Optimizing stock allocation and profit in MSMEs: Multiple constraints bounded Knapsack model solved using Grey Wolf Optimizer algorithm
DOI:
https://doi.org/10.12928/bamme.v5i2.14728Keywords:
GWO algorithm, Knapsack problem, MSMEs, Multiple constraints bounded, Stock optimizationAbstract
Effective inventory management is a determining factor in the probability and sustainability of micro, small, and medium enterprises (MSMEs). Adjusting the ideal stock of each product type that has to be distributed while taking perishable items, storage capacity constraints, and client demand unpredictability into account is a difficulty. Stock allocation must maximize profit while adhering to intricate constraints and particular item number limitations in the multiple-constraints Knapsack problem.
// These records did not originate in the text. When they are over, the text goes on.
use thiserror::Error;

#[derive(Error, Debug)]
pub enum EtlError {
    #[error("Configuration error: {message}")]
    ConfigurationError { message: String },

    #[error("Invalid value for '{field}' ({value}): {reason}")]
    InvalidConfigValueError {
        field: String,
        value: String,
        reason: String,
    },

    #[error("Unknown data_type '{data_type}'. Available types: {}", .available.join(", "))]
    UnknownDatasetError {
        data_type: String,
        available: Vec<String>,
    },

    #[error("Extraction of '{data_type}' failed: {source}")]
    ExtractionError {
        data_type: String,
        #[source]
        source: Box<EtlError>,
    },

    #[error("Write to '{uri}' failed: {message}")]
    WriteError { uri: String, message: String },

    #[error("No {extension} file found under {prefix}")]
    ArtifactNotFoundError { prefix: String, extension: String },

    #[error("Load into {table} failed: {message}")]
    LoadError { table: String, message: String },

    #[error("API request failed: {0}")]
    ApiError(#[from] reqwest::Error),

    #[error("CSV processing error: {0}")]
    CsvError(#[from] csv::Error),

    #[error("IO error: {0}")]
    IoError(#[from] std::io::Error),

    #[error("Serialization error: {0}")]
    SerializationError(#[from] serde_json::Error),

    #[error("Parquet error: {0}")]
    ParquetError(#[from] parquet::errors::ParquetError),

    #[error("Arrow error: {0}")]
    ArrowError(#[from] arrow::error::ArrowError),

    #[error("Data processing error: {message}")]
    ProcessingError { message: String },

    #[error("Validation error: {message}")]
    ValidationError { message: String },
}

#[derive(Debug, Clone, Copy, PartialEq, Eq)]
pub enum ErrorSeverity {
    Low,
    Medium,
    High,
    Critical,
}

impl EtlError {
    pub fn config(message: impl Into<String>) -> Self {
        EtlError::ConfigurationError {
            message: message.into(),
        }
    }

    pub fn processing(message: impl Into<String>) -> Self {
        EtlError::ProcessingError {
            message: message.into(),
        }
    }

    /// 錯誤嚴重程度，CLI 依此決定退出碼
    pub fn severity(&self) -> ErrorSeverity {
        match self {
            EtlError::ConfigurationError { .. }
            | EtlError::InvalidConfigValueError { .. }
            | EtlError::UnknownDatasetError { .. } => ErrorSeverity::Critical,
            EtlError::ArtifactNotFoundError { .. } | EtlError::ValidationError { .. } => {
                ErrorSeverity::High
            }
            EtlError::ExtractionError { source, .. } => match source.severity() {
                ErrorSeverity::Critical => ErrorSeverity::Critical,
                _ => ErrorSeverity::Medium,
            },
            EtlError::WriteError { .. }
            | EtlError::LoadError { .. }
            | EtlError::ApiError(_)
            | EtlError::IoError(_) => ErrorSeverity::Medium,
            EtlError::CsvError(_)
            | EtlError::SerializationError(_)
            | EtlError::ParquetError(_)
            | EtlError::ArrowError(_)
            | EtlError::ProcessingError { .. } => ErrorSeverity::High,
        }
    }

    /// Whether the outermost caller may retry the failed unit of work.
    pub fn is_retryable(&self) -> bool {
        self.severity() == ErrorSeverity::Medium
    }

    pub fn recovery_suggestion(&self) -> &'static str {
        match self {
            EtlError::ConfigurationError { .. } | EtlError::InvalidConfigValueError { .. } => {
                "Check the environment variables or the TOML configuration file"
            }
            EtlError::UnknownDatasetError { .. } => {
                "Run `nfl-etl datasets` to list the registered dataset ids"
            }
            EtlError::ExtractionError { .. } | EtlError::ApiError(_) => {
                "The provider may be unavailable; retry later or check the provider URL"
            }
            EtlError::WriteError { .. } => {
                "Check object-store credentials, bucket name and quota"
            }
            EtlError::ArtifactNotFoundError { .. } => {
                "Run the extract step for this dataset before loading"
            }
            EtlError::LoadError { .. } => {
                "Inspect the load job errors in the warehouse; the artifact may be malformed"
            }
            EtlError::IoError(_) => "Check file permissions and available disk space",
            _ => "Inspect the logs for the failing dataset and retry",
        }
    }
}

pub type Result<T> = std::result::Result<T, EtlError>;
This research aims to apply the Grey Wolf Optimizer (GWO) algorithm to the multiple constraints bounded Knapsack problem for optimal stock allocation while increasing profitability for MSMEs by comparing the ideal value of the simplex technique. The population parameter (Npop) and the maximum iteration (Max Iter) were the two parameters used to test the GWO method. According to sensitivity analysis, the GWO algorithm optimization study was less successful in producing the best outcomes. This resulted from a discrepancy between the simplex method's IDR 9,508,000 profit optimization and GWO's IDR 9,440,000. Nonetheless, the GWO method was almost ideal, as indicated by the deviation percentage of 0.7152%. The study highlights the applicability of metaheuristic optimization for MSME management inventory, offering a near-optimal solution with minimal deviation from analytical results. Limitations include the single-case scope and parameter sensitivity of the GWO algorithm.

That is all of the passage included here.